Officials at Hong Kong Polytechnic University, where police and protesters last week clashed violently, yesterday said that they had searched the entire campus and found just one remaining holdout, in a sign the campus siege might be near an end.
The school campus emerged as the epicenter of the territory’s increasingly violent protest movement when clashes broke out on Sunday last week between police and protesters armed with bows, arrows and Molotov cocktails.
The standoff then quickly settled into a tense stalemate during which hundreds fled the campus — some attempting to get out through sewer lines — leaving a dwindling core of holdouts.
However, university officials said that their search turned up just one remaining female protester.
“We have swept through the whole campus systematically and we found one protester in the student union building,” university vice president Wai Ping-kong (衛炳江) told reporters.
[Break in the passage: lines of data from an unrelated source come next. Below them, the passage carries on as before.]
use serde::{Deserialize, Serialize};
use std::collections::HashMap;
use std::fmt;
use std::str::FromStr;

use crate::{Object, ObjectError, ObjectMeta, RESOURCE_STORAGE, default_api_version};

/// Name of the volume provisioned for a claim. Pure function of the claim
/// name, so re-provisioning after a crash lands on the same volume.
pub fn volume_name_for(claim_name: &str) -> String {
    format!("pv-{claim_name}")
}

#[derive(Debug, Serialize, Deserialize, Clone, Copy, PartialEq, Eq, Default)]
pub enum ReclaimPolicy {
    #[default]
    Delete,
    Retain,
}

impl FromStr for ReclaimPolicy {
    type Err = ObjectError;

    fn from_str(s: &str) -> Result<Self, Self::Err> {
        match s {
            "Delete" => Ok(ReclaimPolicy::Delete),
            "Retain" => Ok(ReclaimPolicy::Retain),
            other => Err(ObjectError::InvalidReclaimPolicy(other.to_string())),
        }
    }
}

impl fmt::Display for ReclaimPolicy {
    fn fmt(&self, f: &mut fmt::Formatter<'_>) -> fmt::Result {
        match self {
            ReclaimPolicy::Delete => write!(f, "Delete"),
            ReclaimPolicy::Retain => write!(f, "Retain"),
        }
    }
}

#[derive(Debug, Serialize, Deserialize, Clone, Copy, PartialEq, Eq, Hash)]
pub enum AccessMode {
    ReadWriteOnce,
    ReadOnlyMany,
    ReadWriteMany,
    ReadWriteOncePod,
}

impl FromStr for AccessMode {
    type Err = ObjectError;

    fn from_str(s: &str) -> Result<Self, Self::Err> {
        match s {
            "ReadWriteOnce" => Ok(AccessMode::ReadWriteOnce),
            "ReadOnlyMany" => Ok(AccessMode::ReadOnlyMany),
            "ReadWriteMany" => Ok(AccessMode::ReadWriteMany),
            "ReadWriteOncePod" => Ok(AccessMode::ReadWriteOncePod),
            other => Err(ObjectError::InvalidAccessMode(other.to_string())),
        }
    }
}

#[derive(Debug, Serialize, Deserialize, Clone, Default, PartialEq)]
pub struct ResourceRequirements {
    #[serde(default)]
    pub requests: HashMap<String, String>,
}

#[derive(Debug, Serialize, Deserialize, Clone, Default, PartialEq)]
pub struct PersistentVolumeClaimSpec {
    #[serde(rename = "accessModes", default)]
    pub access_modes: Vec<String>,
    #[serde(default)]
    pub resources: ResourceRequirements,
    #[serde(
        rename = "storageClassName",
        default,
        skip_serializing_if = "Option::is_none"
    )]
    pub storage_class_name: Option<String>,
    /// Volume this claim is bound to, filled in by the provisioner.
    #[serde(rename = "volumeName", default, skip_serializing_if = "Option::is_none")]
    pub volume_name: Option<String>,
}

#[derive(Debug, Serialize, Deserialize, Clone, PartialEq)]
pub struct PersistentVolumeClaim {
    #[serde(rename = "apiVersion", default = "default_api_version")]
    pub api_version: String,
    #[serde(default = "default_claim_kind")]
    pub kind: String,
    pub metadata: ObjectMeta,
    #[serde(default)]
    pub spec: PersistentVolumeClaimSpec,
}

fn default_claim_kind() -> String {
    "PersistentVolumeClaim".to_string()
}

impl PersistentVolumeClaim {
    pub fn new(metadata: ObjectMeta, spec: PersistentVolumeClaimSpec) -> Self {
        Self {
            api_version: default_api_version(),
            kind: default_claim_kind(),
            metadata,
            spec,
        }
    }

    /// Raw requested storage, e.g. `5Gi`.
    pub fn requested_storage(&self) -> Option<&str> {
        self.spec
            .resources
            .requests
            .get(RESOURCE_STORAGE)
            .map(String::as_str)
    }

    pub fn parsed_access_modes(&self) -> Result<Vec<AccessMode>, ObjectError> {
        self.spec
            .access_modes
            .iter()
            .map(|m| m.parse::<AccessMode>())
            .collect()
    }
}

impl Object for PersistentVolumeClaim {
    const KIND: &'static str = "persistentvolumeclaims";

    fn metadata(&self) -> &ObjectMeta {
        &self.metadata
    }

    fn metadata_mut(&mut self) -> &mut ObjectMeta {
        &mut self.metadata
    }
}

#[derive(Debug, Serialize, Deserialize, Clone, PartialEq)]
pub struct StorageClass {
    #[serde(rename = "apiVersion", default = "default_storage_api_version")]
    pub api_version: String,
    #[serde(default = "default_class_kind")]
    pub kind: String,
    pub metadata: ObjectMeta,
    /// Name of the volume strategy serving this class.
    pub provisioner: String,
    /// Kept as text so a malformed value surfaces as a policy error on the
    /// claims using the class instead of making the class unreadable.
    #[serde(rename = "reclaimPolicy", default, skip_serializing_if = "Option::is_none")]
    pub reclaim_policy: Option<String>,
    #[serde(rename = "mountOptions", default, skip_serializing_if = "Vec::is_empty")]
    pub mount_options: Vec<String>,
    #[serde(default, skip_serializing_if = "HashMap::is_empty")]
    pub parameters: HashMap<String, String>,
}

fn default_storage_api_version() -> String {
    "storage.k8s.io/v1".to_string()
}

fn default_class_kind() -> String {
    "StorageClass".to_string()
}

impl StorageClass {
    pub fn new(name: &str, provisioner: &str, reclaim_policy: ReclaimPolicy) -> Self {
        Self {
            api_version: default_storage_api_version(),
            kind: default_class_kind(),
            metadata: ObjectMeta::named(name),
            provisioner: provisioner.to_string(),
            reclaim_policy: Some(reclaim_policy.to_string()),
            mount_options: Vec::new(),
            parameters: HashMap::new(),
        }
    }

    /// Effective reclaim policy; classes without one delete on release.
    pub fn reclaim_policy(&self) -> Result<ReclaimPolicy, ObjectError> {
        match self.reclaim_policy.as_deref() {
            None => Ok(ReclaimPolicy::default()),
            Some(p) => p.parse(),
        }
    }
}

impl Object for StorageClass {
    const KIND: &'static str = "storageclasses";

    fn metadata(&self) -> &ObjectMeta {
        &self.metadata
    }

    fn metadata_mut(&mut self) -> &mut ObjectMeta {
        &mut self.metadata
    }
}

#[derive(Debug, Serialize, Deserialize, Clone, PartialEq)]
pub struct ObjectReference {
    pub name: String,
    #[serde(default)]
    pub uid: String,
}

/// Location of an NFS backed volume.
#[derive(Debug, Serialize, Deserialize, Clone, PartialEq)]
pub struct NfsVolumeSource {
    pub server: String,
    pub path: String,
    #[serde(rename = "readOnly", default)]
    pub read_only: bool,
}

#[derive(Debug, Serialize, Deserialize, Clone, PartialEq)]
pub struct PersistentVolumeSpec {
    #[serde(default)]
    pub capacity: HashMap<String, String>,
    #[serde(rename = "accessModes", default)]
    pub access_modes: Vec<String>,
    #[serde(rename = "persistentVolumeReclaimPolicy", default)]
    pub persistent_volume_reclaim_policy: ReclaimPolicy,
    #[serde(rename = "mountOptions", default, skip_serializing_if = "Vec::is_empty")]
    pub mount_options: Vec<String>,
    #[serde(
        rename = "storageClassName",
        default,
        skip_serializing_if = "Option::is_none"
    )]
    pub storage_class_name: Option<String>,
    #[serde(rename = "claimRef", default, skip_serializing_if = "Option::is_none")]
    pub claim_ref: Option<ObjectReference>,
    #[serde(default, skip_serializing_if = "Option::is_none")]
    pub nfs: Option<NfsVolumeSource>,
}

#[derive(Debug, Serialize, Deserialize, Clone, Copy, PartialEq, Eq, Default)]
pub enum VolumePhase {
    #[default]
    Pending,
    Bound,
    Released,
    Failed,
}

#[derive(Debug, Serialize, Deserialize, Clone, Default, PartialEq)]
pub struct PersistentVolumeStatus {
    #[serde(default)]
    pub phase: VolumePhase,
    #[serde(default, skip_serializing_if = "Option::is_none")]
    pub message: Option<String>,
}

#[derive(Debug, Serialize, Deserialize, Clone, PartialEq)]
pub struct PersistentVolume {
    #[serde(rename = "apiVersion", default = "default_api_version")]
    pub api_version: String,
    #[serde(default = "default_volume_kind")]
    pub kind: String,
    pub metadata: ObjectMeta,
    pub spec: PersistentVolumeSpec,
    #[serde(default)]
    pub status: PersistentVolumeStatus,
}

fn default_volume_kind() -> String {
    "PersistentVolume".to_string()
}

impl PersistentVolume {
    pub fn new(metadata: ObjectMeta, spec: PersistentVolumeSpec) -> Self {
        Self {
            api_version: default_api_version(),
            kind: default_volume_kind(),
            metadata,
            spec,
            status: PersistentVolumeStatus::default(),
        }
    }

    pub fn claim_name(&self) -> Option<&str> {
        self.spec.claim_ref.as_ref().map(|r| r.name.as_str())
    }

    pub fn capacity(&self) -> Option<&str> {
        self.spec.capacity.get(RESOURCE_STORAGE).map(String::as_str)
    }
}

impl Object for PersistentVolume {
    const KIND: &'static str = "persistentvolumes";

    fn metadata(&self) -> &ObjectMeta {
        &self.metadata
    }

    fn metadata_mut(&mut self) -> &mut ObjectMeta {
        &mut self.metadata
    }
}

#[cfg(test)]
mod tests {
    use super::*;

    #[test]
    fn test_volume_name_is_deterministic() {
        assert_eq!(volume_name_for("pvc-1"), "pv-pvc-1");
        assert_eq!(volume_name_for("pvc-1"), volume_name_for("pvc-1"));
        assert_ne!(volume_name_for("pvc-1"), volume_name_for("pvc-2"));
    }

    #[test]
    fn test_claim_yaml_round_trip_keeps_revision_out() {
        let yaml = r#"
apiVersion: v1
kind: PersistentVolumeClaim
metadata:
  name: pvc-1
  uid: 7d1c
spec:
  accessModes: [ReadWriteMany]
  resources:
    requests:
      storage: 5Gi
  storageClassName: standard
"#;
        let claim = PersistentVolumeClaim::from_yaml(yaml, 42).unwrap();
        assert_eq!(claim.metadata.resource_version, 42);
        assert_eq!(claim.requested_storage(), Some("5Gi"));
        assert_eq!(claim.spec.storage_class_name.as_deref(), Some("standard"));
        assert_eq!(
            claim.parsed_access_modes().unwrap(),
            vec![AccessMode::ReadWriteMany]
        );

        let out = claim.to_yaml().unwrap();
        assert!(!out.contains("resource_version"));
        assert!(!out.contains("resourceVersion"));
        let again = PersistentVolumeClaim::from_yaml(&out, 0).unwrap();
        assert_eq!(again.spec, claim.spec);
    }

    #[test]
    fn test_class_reclaim_policy() {
        let mut class = StorageClass::new("standard", "rk8s.io/nfs", ReclaimPolicy::Retain);
        assert_eq!(class.reclaim_policy().unwrap(), ReclaimPolicy::Retain);
        class.reclaim_policy = None;
        assert_eq!(class.reclaim_policy().unwrap(), ReclaimPolicy::Delete);
        class.reclaim_policy = Some("Recycle".to_string());
        assert!(class.reclaim_policy().is_err());
    }

    #[test]
    fn test_unknown_access_mode_rejected() {
        let mut claim = PersistentVolumeClaim::new(
            ObjectMeta::named("pvc-x"),
            PersistentVolumeClaimSpec::default(),
        );
        claim.spec.access_modes = vec!["ReadWriteSometimes".to_string()];
        assert!(claim.parsed_access_modes().is_err());
    }
}
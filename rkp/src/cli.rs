use clap::{Args, Parser, Subcommand};
use std::path::PathBuf;

use crate::protocol::config::Config;

#[derive(Parser)]
#[command(name = "rkp", version, about = "RK8s NFS volume provisioner")]
pub struct Cli {
    #[command(subcommand)]
    pub command: Commands,
}

#[derive(Subcommand)]
pub enum Commands {
    /// Start the provisioner daemon
    Start(StartArgs),
}

#[derive(Args, Debug, Default)]
pub struct StartArgs {
    /// YAML config file; flags below override its values
    #[arg(short, long)]
    pub config: Option<PathBuf>,
    /// NFS server address
    #[arg(long)]
    pub server: Option<String>,
    /// Exported directory on the NFS server
    #[arg(long)]
    pub server_path: Option<PathBuf>,
    /// Local mount point of the export
    #[arg(long)]
    pub mount_path: Option<PathBuf>,
    /// Provisioner name served by this instance
    #[arg(long)]
    pub provisioner: Option<String>,
    /// Run leader election so several replicas can be deployed
    #[arg(long)]
    pub leader_election: bool,
    /// Leader election identity, defaults to a random one
    #[arg(long)]
    pub identity: Option<String>,
    /// Number of reconcile workers
    #[arg(long)]
    pub workers: Option<usize>,
    /// Use a process local store instead of Xline
    #[arg(long)]
    pub in_memory: bool,
}

impl StartArgs {
    pub fn apply(&self, cfg: &mut Config) {
        if let Some(server) = &self.server {
            cfg.nfs.server = server.clone();
        }
        if let Some(path) = &self.server_path {
            cfg.nfs.server_path = path.clone();
        }
        if let Some(path) = &self.mount_path {
            cfg.nfs.mount_path = path.clone();
        }
        if let Some(provisioner) = &self.provisioner {
            cfg.provisioner = provisioner.clone();
        }
        if self.leader_election {
            cfg.leader_election.enabled = true;
        }
        if let Some(identity) = &self.identity {
            cfg.leader_election.identity = Some(identity.clone());
        }
        if let Some(workers) = self.workers {
            cfg.controller.workers = workers;
        }
    }
}

#[cfg(test)]
mod tests {
    use super::*;

    #[test]
    fn test_flags_override_config() {
        let cli = Cli::parse_from([
            "rkp",
            "start",
            "--server",
            "10.0.0.9",
            "--server-path",
            "/srv/nfs",
            "--leader-election",
            "--workers",
            "8",
        ]);
        let Commands::Start(args) = cli.command;
        assert!(args.config.is_none());
        assert!(!args.in_memory);

        let mut cfg = Config::default();
        args.apply(&mut cfg);
        assert_eq!(cfg.nfs.server, "10.0.0.9");
        assert_eq!(cfg.nfs.server_path, PathBuf::from("/srv/nfs"));
        assert_eq!(cfg.nfs.mount_path, PathBuf::from("/mount"));
        assert!(cfg.leader_election.enabled);
        assert_eq!(cfg.controller.workers, 8);
    }
}
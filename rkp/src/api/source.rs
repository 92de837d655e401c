use common::{Object, PersistentVolumeClaim, StorageClass};
use futures::stream::{self, BoxStream, SelectAll};
use futures::StreamExt;
use log::{debug, info, warn};
use std::collections::{HashMap, HashSet, VecDeque};
use std::sync::Arc;
use tokio::time::{Duration, sleep};

use crate::api::store::{ObjectStore, StoreError, StoreEvent, StoreEventStream};

const WATCHED_KINDS: [&str; 2] = [PersistentVolumeClaim::KIND, StorageClass::KIND];
const RELIST_BACKOFF_MIN: Duration = Duration::from_millis(100);
const RELIST_BACKOFF_MAX: Duration = Duration::from_secs(5);

#[derive(Debug, Clone, Copy, PartialEq, Eq)]
pub enum EventType {
    Added,
    Modified,
    Deleted,
}

#[derive(Debug, Clone, PartialEq)]
pub enum WatchedObject {
    Claim(PersistentVolumeClaim),
    StorageClass(StorageClass),
}

/// Typed notification for a claim or storage class.
///
/// `object` is `None` for deletions, and also when a stored value could not
/// be decoded; consumers only rely on `kind` and `name` and re-read the store.
#[derive(Debug, Clone, PartialEq)]
pub struct ObjectEvent {
    pub event_type: EventType,
    pub kind: &'static str,
    pub name: String,
    pub revision: i64,
    pub object: Option<WatchedObject>,
}

/// Typed access to the cluster store: reads, compare-and-swap writes and the
/// claim/storage class event stream.
#[derive(Clone)]
pub struct EventSource {
    store: Arc<dyn ObjectStore>,
}

impl EventSource {
    pub fn new(store: Arc<dyn ObjectStore>) -> Self {
        Self { store }
    }

    pub async fn get<T: Object>(&self, name: &str) -> Result<Option<T>, StoreError> {
        match self.store.get(T::KIND, name).await? {
            Some(raw) => Ok(Some(T::from_yaml(&raw.value, raw.revision)?)),
            None => Ok(None),
        }
    }

    /// Lists a kind, skipping values that fail to decode.
    pub async fn list<T: Object>(&self) -> Result<Vec<T>, StoreError> {
        let (items, _) = self.store.list(T::KIND).await?;
        Ok(items
            .into_iter()
            .filter_map(|raw| match T::from_yaml(&raw.value, raw.revision) {
                Ok(obj) => Some(obj),
                Err(e) => {
                    warn!("Ignoring undecodable {}/{}: {e}", T::KIND, raw.name);
                    None
                }
            })
            .collect())
    }

    /// Creates `obj`; fails with `Conflict` if the name is taken.
    pub async fn create<T: Object>(&self, obj: &T) -> Result<T, StoreError> {
        let revision = self
            .store
            .create(T::KIND, obj.name(), obj.to_yaml()?)
            .await?;
        let mut stored = obj.clone();
        stored.metadata_mut().resource_version = revision;
        Ok(stored)
    }

    /// Writes `obj` if the stored copy is still at `obj`'s resource version.
    pub async fn update<T: Object>(&self, obj: &T) -> Result<T, StoreError> {
        let revision = self
            .store
            .update(
                T::KIND,
                obj.name(),
                obj.to_yaml()?,
                obj.metadata().resource_version,
            )
            .await?;
        let mut stored = obj.clone();
        stored.metadata_mut().resource_version = revision;
        Ok(stored)
    }

    /// Deletes `obj` if the stored copy is still at `obj`'s resource version.
    pub async fn delete<T: Object>(&self, obj: &T) -> Result<(), StoreError> {
        self.store
            .delete(T::KIND, obj.name(), Some(obj.metadata().resource_version))
            .await
    }

    /// Endless stream of claim and storage class events.
    ///
    /// Starts with a listing, then follows the store watch. Whenever the
    /// watch breaks the stream re-lists, reporting objects that changed or
    /// vanished in the meantime, and resumes. Events may repeat; they are
    /// never lost. Nothing happens until the stream is polled.
    pub fn watch(&self) -> BoxStream<'static, ObjectEvent> {
        let state = WatchState {
            store: self.store.clone(),
            known: HashMap::new(),
            pending: VecDeque::new(),
            inner: None,
            backoff: RELIST_BACKOFF_MIN,
        };
        stream::unfold(state, |mut state| async move {
            let event = state.next_event().await;
            Some((event, state))
        })
        .boxed()
    }
}

struct WatchState {
    store: Arc<dyn ObjectStore>,
    /// Last revision seen per (kind, name).
    known: HashMap<(&'static str, String), i64>,
    pending: VecDeque<ObjectEvent>,
    inner: Option<SelectAll<StoreEventStream>>,
    backoff: Duration,
}

impl WatchState {
    async fn next_event(&mut self) -> ObjectEvent {
        loop {
            if let Some(event) = self.pending.pop_front() {
                return event;
            }
            if self.inner.is_none() {
                if let Err(e) = self.relist().await {
                    warn!("Failed to list objects, retrying in {:?}: {e}", self.backoff);
                    sleep(self.backoff).await;
                    self.backoff = std::cmp::min(self.backoff * 2, RELIST_BACKOFF_MAX);
                }
                continue;
            }
            let Some(inner) = self.inner.as_mut() else {
                continue;
            };
            match inner.next().await {
                Some(Ok(event)) => self.apply(event),
                Some(Err(StoreError::Compacted(rev))) => {
                    info!("Watch revision compacted at {rev}, relisting");
                    self.inner = None;
                }
                Some(Err(e)) => {
                    warn!("Watch stream error, reconnecting: {e}");
                    self.inner = None;
                    sleep(self.backoff).await;
                }
                None => {
                    warn!("Watch channel closed, reconnecting...");
                    self.inner = None;
                    sleep(self.backoff).await;
                }
            }
        }
    }

    async fn relist(&mut self) -> Result<(), StoreError> {
        let mut since = i64::MAX;
        let mut seen = HashSet::new();
        for kind in WATCHED_KINDS {
            let (items, revision) = self.store.list(kind).await?;
            since = since.min(revision);
            for raw in items {
                let key = (kind, raw.name.clone());
                seen.insert(key.clone());
                let previous = self.known.insert(key, raw.revision);
                if previous == Some(raw.revision) {
                    continue;
                }
                let event_type = if previous.is_some() {
                    EventType::Modified
                } else {
                    EventType::Added
                };
                self.pending.push_back(ObjectEvent {
                    event_type,
                    kind,
                    object: decode(kind, &raw.name, &raw.value, raw.revision),
                    name: raw.name,
                    revision: raw.revision,
                });
            }
        }

        let vanished: Vec<_> = self
            .known
            .keys()
            .filter(|k| !seen.contains(*k))
            .cloned()
            .collect();
        for (kind, name) in vanished {
            self.known.remove(&(kind, name.clone()));
            self.pending.push_back(ObjectEvent {
                event_type: EventType::Deleted,
                kind,
                name,
                revision: since,
                object: None,
            });
        }

        let mut streams = SelectAll::new();
        for kind in WATCHED_KINDS {
            streams.push(self.store.watch(kind, since + 1).await?);
        }
        debug!("Relisted {} objects, watching from revision {}", seen.len(), since + 1);
        self.inner = Some(streams);
        self.backoff = RELIST_BACKOFF_MIN;
        Ok(())
    }

    fn apply(&mut self, event: StoreEvent) {
        let key = (event.kind, event.name.clone());
        let (event_type, object) = match &event.value {
            Some(value) => {
                let previous = self.known.get(&key).copied();
                if previous.is_some_and(|rev| rev >= event.revision) {
                    // already reported by the listing
                    return;
                }
                self.known.insert(key, event.revision);
                let event_type = if previous.is_some() {
                    EventType::Modified
                } else {
                    EventType::Added
                };
                (
                    event_type,
                    decode(event.kind, &event.name, value, event.revision),
                )
            }
            None => {
                self.known.remove(&key);
                (EventType::Deleted, None)
            }
        };
        self.pending.push_back(ObjectEvent {
            event_type,
            kind: event.kind,
            name: event.name,
            revision: event.revision,
            object,
        });
    }
}

fn decode(kind: &str, name: &str, value: &str, revision: i64) -> Option<WatchedObject> {
    let decoded = match kind {
        PersistentVolumeClaim::KIND => {
            PersistentVolumeClaim::from_yaml(value, revision).map(WatchedObject::Claim)
        }
        StorageClass::KIND => StorageClass::from_yaml(value, revision).map(WatchedObject::StorageClass),
        _ => return None,
    };
    match decoded {
        Ok(obj) => Some(obj),
        Err(e) => {
            warn!("Failed to decode {kind}/{name}: {e}");
            None
        }
    }
}

#[cfg(test)]
mod tests {
    use super::*;
    use crate::api::memstore::MemoryStore;
    use common::{ObjectMeta, PersistentVolumeClaimSpec, ReclaimPolicy};
    use tokio::time::timeout;

    fn claim(name: &str) -> PersistentVolumeClaim {
        PersistentVolumeClaim::new(ObjectMeta::named(name), PersistentVolumeClaimSpec::default())
    }

    async fn next(events: &mut BoxStream<'static, ObjectEvent>) -> ObjectEvent {
        timeout(Duration::from_secs(2), events.next())
            .await
            .expect("timed out waiting for event")
            .expect("stream ended")
    }

    #[tokio::test]
    async fn test_list_then_watch() {
        let store = Arc::new(MemoryStore::new());
        let source = EventSource::new(store.clone());
        source.create(&claim("pvc-1")).await.unwrap();

        let mut events = source.watch();
        let first = next(&mut events).await;
        assert_eq!(first.event_type, EventType::Added);
        assert_eq!(first.kind, PersistentVolumeClaim::KIND);
        assert_eq!(first.name, "pvc-1");
        assert!(matches!(first.object, Some(WatchedObject::Claim(_))));

        source
            .create(&StorageClass::new("standard", "rk8s.io/nfs", ReclaimPolicy::Delete))
            .await
            .unwrap();
        let second = next(&mut events).await;
        assert_eq!(second.kind, StorageClass::KIND);
        assert_eq!(second.event_type, EventType::Added);

        let stored: PersistentVolumeClaim = source.get("pvc-1").await.unwrap().unwrap();
        source.delete(&stored).await.unwrap();
        let third = next(&mut events).await;
        assert_eq!(third.event_type, EventType::Deleted);
        assert_eq!(third.name, "pvc-1");
        assert!(third.object.is_none());
    }

    #[tokio::test]
    async fn test_update_is_compare_and_swap() {
        let store = Arc::new(MemoryStore::new());
        let source = EventSource::new(store);
        let stored = source.create(&claim("pvc-1")).await.unwrap();

        let mut first = stored.clone();
        first.metadata.labels.insert("a".into(), "1".into());
        let first = source.update(&first).await.unwrap();
        assert!(first.metadata.resource_version > stored.metadata.resource_version);

        let mut stale = stored.clone();
        stale.metadata.labels.insert("b".into(), "2".into());
        assert!(source.update(&stale).await.unwrap_err().is_conflict());

        let current: PersistentVolumeClaim = source.get("pvc-1").await.unwrap().unwrap();
        assert_eq!(current.metadata.labels.get("a").map(String::as_str), Some("1"));
        assert!(!current.metadata.labels.contains_key("b"));
    }

    #[tokio::test]
    async fn test_relist_after_compaction_reports_missed_changes() {
        let store = Arc::new(MemoryStore::new());
        let source = EventSource::new(store.clone());
        source.create(&claim("pvc-1")).await.unwrap();
        source.create(&claim("pvc-2")).await.unwrap();

        let mut events = source.watch();
        let mut names = vec![next(&mut events).await.name, next(&mut events).await.name];
        names.sort();
        assert_eq!(names, vec!["pvc-1", "pvc-2"]);

        // the open watch keeps working; a fresh one from an old revision
        // must relist instead
        let gone: PersistentVolumeClaim = source.get("pvc-2").await.unwrap().unwrap();
        source.delete(&gone).await.unwrap();
        let deleted = next(&mut events).await;
        assert_eq!(deleted.event_type, EventType::Deleted);

        store.compact(store.revision().await).await;
        let mut fresh = source.watch();
        let listed = next(&mut fresh).await;
        assert_eq!(listed.name, "pvc-1");
        assert_eq!(listed.event_type, EventType::Added);
    }

    #[tokio::test]
    async fn test_undecodable_value_still_notifies() {
        let store = Arc::new(MemoryStore::new());
        store
            .create(PersistentVolumeClaim::KIND, "broken", ": : not yaml".into())
            .await
            .unwrap();
        let source = EventSource::new(store);
        let mut events = source.watch();
        let event = next(&mut events).await;
        assert_eq!(event.name, "broken");
        assert!(event.object.is_none());
        assert!(source.list::<PersistentVolumeClaim>().await.unwrap().is_empty());
    }
}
The individual is at least 18 years old and not a student at the university, Wai said, but gave no further details on her identity.
The university was trying to convince her to leave, Wai added.
As the standoff set in, it became a guessing game as to how many protesters remained, as they largely kept themselves hidden in buildings across the campus.
The university early yesterday sent in teams to look for holdouts, sealing doors with tape after rooms had been searched, but Wai said that officials could not rule out the possibility that other protesters remained hidden.
Asked whether police would soon move in to clear the university, Wai said that he knew of no such intention, and police announced no plans to enter the campus, which they have had surrounded throughout the impasse.